The charts presented here are the individuals and moving range control charts, also called XmR or ImR. The data are collected using rational samples. The individual values (sample size is one) are plotted in time order. A central line (average) and control limits above and below the central line are plotted.


# Control chart formulae

## Individuals chart (X)

$$
    \begin{align}
        UCL_X, LCL_X & = \overline{X} \pm 3 \times \text{Sigma(X)} \\
                     & = \overline{X} \pm 3 \times \frac{\overline{R}}{d_2}
    \end{align}
$$

The constant $d_2$ can be found in tables of control chart constants. It is a rescaling constant that changes an average range to a standard deviation. The value of $d_2$ changes as the subgroup size n changes. It is common to use a moving range subgroup size 2.

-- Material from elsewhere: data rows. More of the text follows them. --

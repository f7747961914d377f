//! On-screen layout of the grid.
//!
//! Layout only decides how large each cell is drawn. It never touches cell
//! colors or the number of cells, so a relayout after a viewport change keeps
//! the artwork intact.

use std::time::{Duration, Instant};

/// Padding reserved around the grid container on each axis.
const CONTAINER_PADDING: i64 = 40;
/// Gap between adjacent cells.
const CELL_GAP: i64 = 1;
/// Border width summed over both sides of an axis.
const BORDER: i64 = 4;
/// Grids larger than this on either side use the small minimum cell size.
const LARGE_GRID_THRESHOLD: usize = 30;
const MIN_CELL_SIZE_LARGE: u32 = 4;
const MIN_CELL_SIZE: u32 = 8;

/// Default quiet window before a resize triggers a relayout.
pub const DEFAULT_RESIZE_DEBOUNCE: Duration = Duration::from_millis(250);

/// Size of the area the grid is drawn into, in device pixels.
#[derive(Debug, Clone, Copy, PartialEq, Eq)]
pub struct Viewport {
    pub width: u32,
    pub height: u32,
}

impl Viewport {
    pub fn new(width: u32, height: u32) -> Self {
        Self { width, height }
    }
}

/// Rendering geometry for a grid.
#[derive(Debug, Clone, Copy, PartialEq, Eq)]
pub struct GridLayout {
    pub columns: usize,
    pub rows: usize,
    /// Side length of one cell in device pixels.
    pub cell_size: u32,
}

impl GridLayout {
    /// Total drawn width including gaps.
    pub fn pixel_width(&self) -> u32 {
        self.columns as u32 * self.cell_size + self.columns.saturating_sub(1) as u32 * CELL_GAP as u32
    }

    /// Total drawn height including gaps.
    pub fn pixel_height(&self) -> u32 {
        self.rows as u32 * self.cell_size + self.rows.saturating_sub(1) as u32 * CELL_GAP as u32
    }

    /// CSS grid template for the columns, e.g. `repeat(16, 20px)`.
    pub fn column_template(&self) -> String {
        format!("repeat({}, {}px)", self.columns, self.cell_size)
    }

    /// CSS grid template for the rows.
    pub fn row_template(&self) -> String {
        format!("repeat({}, {}px)", self.rows, self.cell_size)
    }
}

/// Compute the cell size that fits a `columns x rows` grid into `viewport`.
///
/// The cell size is the largest square that fits both axes after padding,
/// gaps and border are removed, but never below 8px (4px for grids with a
/// side over 30 cells), even if that overflows the viewport.
///
/// ```
/// use pixelgrid::layout::{compute_layout, Viewport};
///
/// let layout = compute_layout(Viewport::new(400, 300), 10, 10);
/// assert_eq!(layout.cell_size, 24);
/// ```
pub fn compute_layout(viewport: Viewport, columns: usize, rows: usize) -> GridLayout {
    let cols = columns.max(1) as i64;
    let rws = rows.max(1) as i64;

    let avail_w = viewport.width as i64 - CONTAINER_PADDING - (cols - 1) * CELL_GAP - BORDER;
    let avail_h = viewport.height as i64 - CONTAINER_PADDING - (rws - 1) * CELL_GAP - BORDER;
    let fit = avail_w.div_euclid(cols).min(avail_h.div_euclid(rws));

    let min = if columns > LARGE_GRID_THRESHOLD || rows > LARGE_GRID_THRESHOLD {
        MIN_CELL_SIZE_LARGE
    } else {
        MIN_CELL_SIZE
    };
    let cell_size = fit.clamp(min as i64, u32::MAX as i64) as u32;

    GridLayout { columns, rows, cell_size }
}

/// Trailing-edge debouncer for resize signals.
///
/// Every `signal` pushes the deadline out to `now + window`; `poll` fires once
/// after the deadline passes with no further signals.
#[derive(Debug, Clone)]
pub struct ResizeDebouncer {
    window: Duration,
    deadline: Option<Instant>,
}

impl Default for ResizeDebouncer {
    fn default() -> Self {
        Self::new(DEFAULT_RESIZE_DEBOUNCE)
    }
}

impl ResizeDebouncer {
    pub fn new(window: Duration) -> Self {
        Self { window, deadline: None }
    }

    pub fn window(&self) -> Duration {
        self.window
    }

    /// Record a resize signal, restarting the quiet window.
    pub fn signal(&mut self, now: Instant) {
        self.deadline = Some(now + self.window);
    }

    /// Whether a signal is waiting for its quiet window to elapse.
    pub fn is_pending(&self) -> bool {
        self.deadline.is_some()
    }

    /// Returns true exactly once per burst, when the quiet window has elapsed.
    pub fn poll(&mut self, now: Instant) -> bool {
        match self.deadline {
            Some(deadline) if now >= deadline => {
                self.deadline = None;
                true
            }
            _ => false,
        }
    }
}
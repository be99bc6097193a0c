//! Feature pipeline: label copy, one-hot encoding, column concatenation
//!
//! The fixed transformation chain between a loaded trip DataFrame and the
//! numeric matrix the regressor consumes.

mod encoder;

pub use encoder::OneHotEncoder;

use crate::data::{CATEGORICAL_COLUMNS, FARE_AMOUNT, NUMERIC_COLUMNS};
use crate::error::{Result, TaxiFareError};
use ndarray::{Array1, Array2};
use polars::prelude::*;
use serde::{Deserialize, Serialize};

/// Fitted column pipeline: one-hot encoded categoricals concatenated with the
/// numeric trip columns into a single row-major feature matrix.
#[derive(Debug, Clone, Serialize, Deserialize)]
pub struct FeaturePipeline {
    encoder: OneHotEncoder,
    numeric_columns: Vec<String>,
    feature_names: Vec<String>,
    is_fitted: bool,
}

impl Default for FeaturePipeline {
    fn default() -> Self {
        Self::new()
    }
}

impl FeaturePipeline {
    /// Create an unfitted pipeline over the canonical trip columns
    pub fn new() -> Self {
        Self {
            encoder: OneHotEncoder::new(&CATEGORICAL_COLUMNS),
            numeric_columns: NUMERIC_COLUMNS.iter().map(|s| s.to_string()).collect(),
            feature_names: Vec::new(),
            is_fitted: false,
        }
    }

    /// Fit the pipeline to a training DataFrame
    pub fn fit(&mut self, df: &DataFrame) -> Result<&mut Self> {
        self.encoder.fit(df)?;

        // Numeric columns must exist and be castable up front, not at transform
        for name in &self.numeric_columns {
            let col = df
                .column(name)
                .map_err(|_| TaxiFareError::FeatureNotFound(name.clone()))?;
            col.as_materialized_series()
                .cast(&DataType::Float64)
                .map_err(|e| TaxiFareError::DataError(e.to_string()))?;
        }

        self.feature_names = self.encoder.feature_names();
        self.feature_names.extend(self.numeric_columns.iter().cloned());
        self.is_fitted = true;
        Ok(self)
    }

    /// Transform a DataFrame into the fitted feature matrix layout
    pub fn transform(&self, df: &DataFrame) -> Result<Array2<f64>> {
        if !self.is_fitted {
            return Err(TaxiFareError::ModelNotFitted);
        }

        let mut combined = self.encoder.transform(df)?;
        for name in &self.numeric_columns {
            let series = df
                .column(name)
                .map_err(|_| TaxiFareError::FeatureNotFound(name.clone()))?
                .as_materialized_series()
                .cast(&DataType::Float64)
                .map_err(|e| TaxiFareError::DataError(e.to_string()))?;
            combined
                .with_column(series)
                .map_err(|e| TaxiFareError::DataError(e.to_string()))?;
        }

        columns_to_array2(&combined, &self.feature_names)
    }

    /// Fit and transform in one step
    pub fn fit_transform(&mut self, df: &DataFrame) -> Result<Array2<f64>> {
        self.fit(df)?;
        self.transform(df)
    }

    /// Copy the fare column out as the label vector
    pub fn labels(&self, df: &DataFrame) -> Result<Array1<f64>> {
        let series = df
            .column(FARE_AMOUNT)
            .map_err(|_| TaxiFareError::FeatureNotFound(FARE_AMOUNT.to_string()))?
            .as_materialized_series()
            .cast(&DataType::Float64)
            .map_err(|e| TaxiFareError::DataError(e.to_string()))?;

        if series.null_count() > 0 {
            return Err(TaxiFareError::DataError(format!(
                "label column '{FARE_AMOUNT}' contains null values"
            )));
        }

        let values: Vec<f64> = series
            .f64()
            .map_err(|e| TaxiFareError::DataError(e.to_string()))?
            .into_iter()
            .flatten()
            .collect();
        Ok(Array1::from_vec(values))
    }

    /// Feature names in matrix column order
    pub fn feature_names(&self) -> &[String] {
        &self.feature_names
    }

    /// Number of features the fitted pipeline produces
    pub fn n_features(&self) -> usize {
        self.feature_names.len()
    }

    /// Whether the pipeline has been fitted
    pub fn is_fitted(&self) -> bool {
        self.is_fitted
    }
}

/// Extract named columns from a DataFrame into a row-major `Array2<f64>`.
/// Null values are rejected rather than silently imputed.
fn columns_to_array2(df: &DataFrame, col_names: &[String]) -> Result<Array2<f64>> {
    let n_rows = df.height();
    let n_cols = col_names.len();

    let col_data: Vec<Vec<f64>> = col_names
        .iter()
        .map(|col_name| {
            let column = df
                .column(col_name)
                .map_err(|_| TaxiFareError::FeatureNotFound(col_name.clone()))?;
            let series = column
                .as_materialized_series()
                .cast(&DataType::Float64)
                .map_err(|e| TaxiFareError::DataError(e.to_string()))?;

            if series.null_count() > 0 {
                return Err(TaxiFareError::DataError(format!(
                    "column '{col_name}' contains null values"
                )));
            }

            let values: Vec<f64> = series
                .f64()
                .map_err(|e| TaxiFareError::DataError(e.to_string()))?
                .into_iter()
                .flatten()
                .collect();
            Ok(values)
        })
        .collect::<Result<Vec<Vec<f64>>>>()?;

    let col_refs: Vec<&[f64]> = col_data.iter().map(|c| c.as_slice()).collect();
    Ok(Array2::from_shape_fn((n_rows, n_cols), |(r, c)| col_refs[c][r]))
}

## Moving range chart (mR)

$$
    \begin{align}
        UCL_R, LCL_R & = \overline{R} \pm 3 \times \text{Sigma(R)} \\
                     & = \overline{R} \pm 3 \times d_3 \times \text{Sigma(X)} \\
                     & = \overline{R} \pm 3 \times d_3 \times \frac{\overline{R}}{d_2}
    \end{align}
$$

The constant $d_3$ can be found in tables of control chart constants. It is a rescaling constant that changes a a standard deviation of individual values to a standard deviation of range values. The value of $d_3$ is a function of sugroup size.

In [None]:
import pandas as pd
import matplotlib.pyplot as plt
from IPython.display import display_html
from datasense import X, mR
%matplotlib inline
%config InlineBackend.figure_format = 'svg'

In [None]:
def get_input():
    csvfile = 'xmr.csv'
    index_column = 'Sample'
    subgroup_size = 2
    chart_data = pd.read_csv(csvfile, index_col=index_column)
    return subgroup_size, chart_data

In [None]:
def control_chart_x(x):
    x_chart_title = 'X Control Chart'
    x_chart_subtitle = 'Subtitle'
    x_chart_ylabel = 'Response (units)'
    x_chart_xlabel = 'Sample'
    print('\nX chart')
    print('d2', x._d2, sep=' = ')
    print('Upper control limit ', x.ucl, sep=' = ')
    print('Average moving range', x.mean, sep=' = ')
    print('Lower control limit ', x.lcl, sep=' = ')
    print('Sigma(X)', x.sigma, sep=' = ')
    for i in range(-3, 4):
        print(f'{i} Sigma', ' '\
              .join(map(str, [x.sigmas[i]])), sep=' = ')
    ax = x.ax
    ax.set_title(x_chart_title + '\n' 'Subtitle')
    ax.set_ylabel(x_chart_ylabel)
    ax.set_xlabel(x_chart_xlabel)
    ax.figure.savefig('x.svg', format='svg')
    plt.close()

In [None]:
def control_chart_mr(x):
    mr_chart_title = 'mR Control Chart'
    mr_chart_subtitle = 'Subtitle'
    mr_chart_ylabel = 'Response (units)'
    mr_chart_xlabel = 'Sample'
    print('\nmR chart')
    print('d2', mr._d2, sep=' = ')
    print('d3', mr._d3, sep=' = ')
    print('Upper control limit ', mr.ucl, sep=' = ')
    print('Average moving range', mr.mean, sep=' = ')
    print('Lower control limit ', mr.lcl, sep=' = ')
    print('Sigma(mR)', mr.sigma, sep=' = ')
    for i in range(-3, 4):
        print(f'{i} Sigma', ' '.join(map(str, [mr.sigmas[i]])), sep=' = ')
    ax = mr.ax
    ax.set_title('mR control chart' + '\n' 'Subtitle')
    ax.set_ylabel('Response (units)')
    ax.set_xlabel('X axis label')
    ax.figure.savefig('mr.svg', format='svg')
    plt.close()

In [None]:
def rule_one(values):
    display_html('<h1>Rule one</h1>', raw=True)
    rule_one_above = chart_data[(chart_data['X'] > x.ucl)]
    for i in range(0, rule_one_above.shape[0], 10):
        display_html('Points above', raw=True)
        display_html(rule_one_above.iloc[i:i+10].T)
    rule_one_below = chart_data[(chart_data['X'] < x.lcl)]
    for i in range(0, rule_one_below.shape[0], 10):
        display_html('Points below', raw=True)
        display_html(rule_one_below.iloc[i:i+10].T)

In [None]:
if __name__ == '__main__':
    subgroup_size, chart_data = get_input()
    x = X(chart_data, subgroup_size)
    mr = mR(chart_data, subgroup_size)
    control_chart_x(x)
    control_chart_mr(x)
    rule_one(chart_data)

# Interpretation

## Moving range control chart
The moving range chart measures the within-subroup variation. If the process is in statistical control (all rules met), the estimation of dispersion should be useful. This chart should be evaluated first because $\overline{R}$ is used in the control limits of the individuals chart.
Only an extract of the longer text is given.